List of vectors of one sided p-values to be combined.

BHth

Benjamini Hochberg threshold. By default, the False Discovery Rate is controlled at 5%.

Details

The test statistic for each gene g is defined as

F_g = -2 ∑_{s=1}^S ln(p_{gs})

where p_{gs} corresponds to the raw p-value obtained for gene g in a differential analysis for study s (assumed to be uniformly distributed under the null hypothesis). Under the null hypothesis, the test statistic F_g follows a chi-squared distribution with 2S degrees of freedom.
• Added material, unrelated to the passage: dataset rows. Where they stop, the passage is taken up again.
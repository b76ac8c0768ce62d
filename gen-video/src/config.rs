//! gen-video configuration: chunking, TTS backend, caption layout, encoding.

use crate::caption::Color;
use crate::error::PipelineError;
use anyhow::{Context, Result};
use serde::{Deserialize, Serialize};
use std::fs;
use std::path::PathBuf;

/// Default chunk size bound in characters.
pub const DEFAULT_MAX_CHARS: usize = 4500;

#[derive(Debug, Clone, Serialize, Deserialize)]
pub struct GenVideoConfig {
    /// Upper bound on the spoken length of one TTS chunk
    #[serde(default = "default_max_chars")]
    pub max_chars: usize,

    /// Directory the finished audio and video are moved into
    #[serde(default = "default_output_dir")]
    pub output_dir: PathBuf,

    /// File stem for the published artifacts
    #[serde(default = "default_output_stem")]
    pub output_stem: String,

    /// Parent of the per-run workspace. None means the system temp dir.
    #[serde(default, skip_serializing_if = "Option::is_none")]
    pub work_dir: Option<PathBuf>,

    #[serde(default)]
    pub tts: TtsConfig,

    #[serde(default)]
    pub caption: CaptionConfig,

    #[serde(default)]
    pub video: VideoConfig,

    #[serde(default)]
    pub audio: AudioConfig,

    #[serde(default)]
    pub ffmpeg: FfmpegConfig,
}

fn default_max_chars() -> usize {
    DEFAULT_MAX_CHARS
}

fn default_output_dir() -> PathBuf {
    PathBuf::from(".")
}

fn default_output_stem() -> String {
    "narration".to_string()
}

impl Default for GenVideoConfig {
    fn default() -> Self {
        Self {
            max_chars: default_max_chars(),
            output_dir: default_output_dir(),
            output_stem: default_output_stem(),
            work_dir: None,
            tts: TtsConfig::default(),
            caption: CaptionConfig::default(),
            video: VideoConfig::default(),
            audio: AudioConfig::default(),
            ffmpeg: FfmpegConfig::default(),
        }
    }
}

/// Which speech engine adapter to use.
#[derive(Debug, Clone, Copy, PartialEq, Eq, Serialize, Deserialize)]
#[serde(rename_all = "lowercase")]
pub enum TtsBackendKind {
    /// Spawn a local program and feed it text on stdin
    Command,
    /// POST text to an HTTP speech service
    Http,
}

#[derive(Debug, Clone, Serialize, Deserialize)]
pub struct TtsConfig {
    #[serde(default = "default_backend")]
    pub backend: TtsBackendKind,

    /// Program for the command backend
    #[serde(default = "default_command")]
    pub command: String,

    /// Arguments for the command backend; `{output}` is replaced by the segment path
    #[serde(default = "default_args")]
    pub args: Vec<String>,

    /// Endpoint for the http backend
    #[serde(default = "default_url")]
    pub url: String,

    /// Language code passed to the http backend
    #[serde(default = "default_lang")]
    pub lang: String,

    /// Request timeout for the http backend
    #[serde(default = "default_timeout_secs")]
    pub timeout_secs: u64,

    /// File extension of the audio the backend produces
    #[serde(default = "default_format")]
    pub format: String,

    /// Extra attempts per chunk after the first failure
    #[serde(default)]
    pub max_retries: u32,

    /// Number of chunks synthesized concurrently
    #[serde(default = "default_concurrency")]
    pub concurrency: usize,
}

fn default_backend() -> TtsBackendKind {
    TtsBackendKind::Command
}

fn default_command() -> String {
    "espeak-ng".to_string()
}

fn default_args() -> Vec<String> {
    vec!["--stdin".to_string(), "-w".to_string(), "{output}".to_string()]
}

fn default_url() -> String {
    "http://localhost:5002/api/tts".to_string()
}

fn default_lang() -> String {
    "en".to_string()
}

fn default_timeout_secs() -> u64 {
    120
}

fn default_format() -> String {
    "wav".to_string()
}

fn default_concurrency() -> usize {
    1
}

impl Default for TtsConfig {
    fn default() -> Self {
        Self {
            backend: default_backend(),
            command: default_command(),
            args: default_args(),
            url: default_url(),
            lang: default_lang(),
            timeout_secs: default_timeout_secs(),
            format: default_format(),
            max_retries: 0,
            concurrency: default_concurrency(),
        }
    }
}

#[derive(Debug, Clone, Serialize, Deserialize)]
pub struct CaptionConfig {
    #[serde(default = "default_width")]
    pub width: u32,

    #[serde(default = "default_height")]
    pub height: u32,

    /// Display wrap width in characters
    #[serde(default = "default_wrap_width")]
    pub wrap_width: usize,

    #[serde(default = "default_font_family")]
    pub font_family: String,

    #[serde(default = "default_font_size")]
    pub font_size: u32,

    /// Extra pixels between lines
    #[serde(default = "default_line_spacing")]
    pub line_spacing: u32,

    /// Pixels above the first line
    #[serde(default = "default_top_margin")]
    pub top_margin: u32,

    #[serde(default = "default_background")]
    pub background: Color,

    #[serde(default = "default_foreground")]
    pub foreground: Color,

    /// Extra directory scanned for .ttf/.otf/.ttc files
    #[serde(default, skip_serializing_if = "Option::is_none")]
    pub fonts_dir: Option<PathBuf>,
}

fn default_width() -> u32 {
    640
}

fn default_height() -> u32 {
    480
}

fn default_wrap_width() -> usize {
    40
}

fn default_font_family() -> String {
    "Arial".to_string()
}

fn default_font_size() -> u32 {
    24
}

fn default_line_spacing() -> u32 {
    5
}

fn default_top_margin() -> u32 {
    20
}

fn default_background() -> Color {
    Color::WHITE
}

fn default_foreground() -> Color {
    Color::BLACK
}

impl Default for CaptionConfig {
    fn default() -> Self {
        Self {
            width: default_width(),
            height: default_height(),
            wrap_width: default_wrap_width(),
            font_family: default_font_family(),
            font_size: default_font_size(),
            line_spacing: default_line_spacing(),
            top_margin: default_top_margin(),
            background: default_background(),
            foreground: default_foreground(),
            fonts_dir: None,
        }
    }
}

#[derive(Debug, Clone, Serialize, Deserialize)]
pub struct VideoConfig {
    #[serde(default = "default_frame_rate")]
    pub frame_rate: u32,

    #[serde(default = "default_video_codec")]
    pub video_codec: String,

    #[serde(default = "default_audio_codec")]
    pub audio_codec: String,
}

fn default_frame_rate() -> u32 {
    24
}

fn default_video_codec() -> String {
    "libx264".to_string()
}

fn default_audio_codec() -> String {
    "aac".to_string()
}

impl Default for VideoConfig {
    fn default() -> Self {
        Self {
            frame_rate: default_frame_rate(),
            video_codec: default_video_codec(),
            audio_codec: default_audio_codec(),
        }
    }
}

#[derive(Debug, Clone, Serialize, Deserialize)]
pub struct AudioConfig {
    /// Allowed concatenation drift per segment boundary, in seconds
    #[serde(default = "default_frame_seconds")]
    pub frame_seconds: f64,
}

fn default_frame_seconds() -> f64 {
    0.05
}

impl Default for AudioConfig {
    fn default() -> Self {
        Self {
            frame_seconds: default_frame_seconds(),
        }
    }
}

#[derive(Debug, Clone, Serialize, Deserialize)]
pub struct FfmpegConfig {
    #[serde(default = "default_ffmpeg")]
    pub ffmpeg: PathBuf,

    #[serde(default = "default_ffprobe")]
    pub ffprobe: PathBuf,
}

fn default_ffmpeg() -> PathBuf {
    PathBuf::from("ffmpeg")
}

fn default_ffprobe() -> PathBuf {
    PathBuf::from("ffprobe")
}

impl Default for FfmpegConfig {
    fn default() -> Self {
        Self {
            ffmpeg: default_ffmpeg(),
            ffprobe: default_ffprobe(),
        }
    }
}

impl GenVideoConfig {
    /// Get the config file path: <config dir>/gen-video/config.toml
    pub fn config_path() -> PathBuf {
        dirs::config_dir()
            .unwrap_or_else(|| PathBuf::from("."))
            .join("gen-video")
            .join("config.toml")
    }

    /// Load config from the default location, returning defaults if the file doesn't exist
    pub fn load() -> Result<Self> {
        let path = Self::config_path();

        if !path.exists() {
            return Ok(Self::default());
        }

        let content = fs::read_to_string(&path)
            .with_context(|| format!("Failed to read {}", path.display()))?;
        toml::from_str(&content).with_context(|| format!("Failed to parse {}", path.display()))
    }

    /// Save config to the default location
    pub fn save(&self) -> Result<()> {
        let path = Self::config_path();

        if let Some(parent) = path.parent() {
            fs::create_dir_all(parent)
                .with_context(|| format!("Failed to create {}", parent.display()))?;
        }

        let content = toml::to_string_pretty(self).context("Failed to serialize configuration")?;
        fs::write(&path, content).with_context(|| format!("Failed to write {}", path.display()))
    }

    /// Reject settings no run could succeed with.
    pub fn validate(&self) -> std::result::Result<(), PipelineError> {
        let invalid = |msg: &str| Err(PipelineError::Config(msg.to_string()));

        if self.max_chars == 0 {
            return invalid("max_chars must be greater than zero");
        }
        if self.output_stem.trim().is_empty() {
            return invalid("output_stem must not be empty");
        }
        if self.tts.concurrency == 0 {
            return invalid("tts.concurrency must be greater than zero");
        }
        if self.tts.format.trim().is_empty() {
            return invalid("tts.format must not be empty");
        }
        if self.caption.width == 0 || self.caption.height == 0 {
            return invalid("caption width/height must be non-zero");
        }
        // yuv420p output needs even dimensions
        if self.caption.width % 2 != 0 || self.caption.height % 2 != 0 {
            return invalid("caption width/height must be even");
        }
        if self.caption.wrap_width == 0 {
            return invalid("caption.wrap_width must be greater than zero");
        }
        if self.caption.font_size == 0 {
            return invalid("caption.font_size must be greater than zero");
        }
        if self.video.frame_rate == 0 {
            return invalid("video.frame_rate must be greater than zero");
        }
        if !(self.audio.frame_seconds.is_finite() && self.audio.frame_seconds >= 0.0) {
            return invalid("audio.frame_seconds must be a non-negative number");
        }
        Ok(())
    }
}

#[cfg(test)]
mod tests {
    use super::*;

    #[test]
    fn test_default_config() {
        let config = GenVideoConfig::default();
        assert_eq!(config.max_chars, 4500);
        assert_eq!(config.caption.width, 640);
        assert_eq!(config.caption.height, 480);
        assert_eq!(config.video.frame_rate, 24);
        assert_eq!(config.video.video_codec, "libx264");
        assert_eq!(config.video.audio_codec, "aac");
        assert_eq!(config.caption.background, Color::WHITE);
        assert_eq!(config.caption.foreground, Color::BLACK);
        assert_eq!(config.tts.max_retries, 0);
        assert!(config.validate().is_ok());
    }

    #[test]
    fn test_config_path() {
        let path = GenVideoConfig::config_path();
        assert!(path.ends_with("gen-video/config.toml"));
    }

    #[test]
    fn test_parse_config() {
        let toml_str = r##"
max_chars = 200
output_stem = "story"

[tts]
backend = "http"
url = "http://tts.local/speak"
format = "mp3"
max_retries = 2
concurrency = 4

[caption]
width = 1280
height = 720
background = "#102030"
foreground = "yellow"

[video]
frame_rate = 30
"##;
        let config: GenVideoConfig = toml::from_str(toml_str).unwrap();
        assert_eq!(config.max_chars, 200);
        assert_eq!(config.output_stem, "story");
        assert_eq!(config.tts.backend, TtsBackendKind::Http);
        assert_eq!(config.tts.url, "http://tts.local/speak");
        assert_eq!(config.tts.format, "mp3");
        assert_eq!(config.tts.max_retries, 2);
        assert_eq!(config.tts.concurrency, 4);
        assert_eq!(config.caption.width, 1280);
        assert_eq!(config.caption.background, Color::rgb(0x10, 0x20, 0x30));
        assert_eq!(config.caption.foreground, Color::rgb(255, 255, 0));
        assert_eq!(config.caption.font_size, 24);
        assert_eq!(config.video.frame_rate, 30);
        assert_eq!(config.video.audio_codec, "aac");
    }

    #[test]
    fn test_parse_empty_config() {
        let config: GenVideoConfig = toml::from_str("").unwrap();
        assert_eq!(config.max_chars, DEFAULT_MAX_CHARS);
        assert_eq!(config.tts.backend, TtsBackendKind::Command);
        assert_eq!(config.tts.args, vec!["--stdin", "-w", "{output}"]);
        assert_eq!(config.caption.wrap_width, 40);
    }

    #[test]
    fn test_invalid_color_rejected() {
        let result: std::result::Result<GenVideoConfig, _> =
            toml::from_str("[caption]\nbackground = \"not-a-color\"\n");
        assert!(result.is_err());
    }

    #[test]
    fn test_validate_rejects_odd_canvas() {
        let mut config = GenVideoConfig::default();
        config.caption.width = 641;
        let err = config.validate().unwrap_err();
        assert!(err.to_string().contains("even"));
    }

    #[test]
    fn test_validate_rejects_zero_values() {
        let mut config = GenVideoConfig::default();
        config.max_chars = 0;
        assert!(config.validate().is_err());

        let mut config = GenVideoConfig::default();
        config.video.frame_rate = 0;
        assert!(config.validate().is_err());

        let mut config = GenVideoConfig::default();
        config.tts.concurrency = 0;
        assert!(config.validate().is_err());
    }

    #[test]
    fn test_round_trip_through_toml() {
        let config = GenVideoConfig::default();
        let text = toml::to_string_pretty(&config).unwrap();
        let parsed: GenVideoConfig = toml::from_str(&text).unwrap();
        assert_eq!(parsed.caption.background, config.caption.background);
        assert_eq!(parsed.tts.args, config.tts.args);
    }
}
Classical procedures for the correction of multiple testing, such as that of Benjamini and Hochberg (1995) may subsequently be applied to the obtained p-values to control the false discovery rate at a desired rate α.

Value

DEindices

Indices of differentially expressed genes at the chosen Benjamini Hochberg threshold.

TestStatistic

Vector with test statistics for differential expression in the meta-analysis.

rawpval

Vector with raw p-values for differential expression in the meta-analysis.

adjpval

Vector with adjusted p-values for differential expression in the meta-analysis.

References

Y. Benjamini and Y. Hochberg (1995). Controlling the false discovery rate: a pratical and powerful approach to multiple testing. JRSS B (57): 289-300.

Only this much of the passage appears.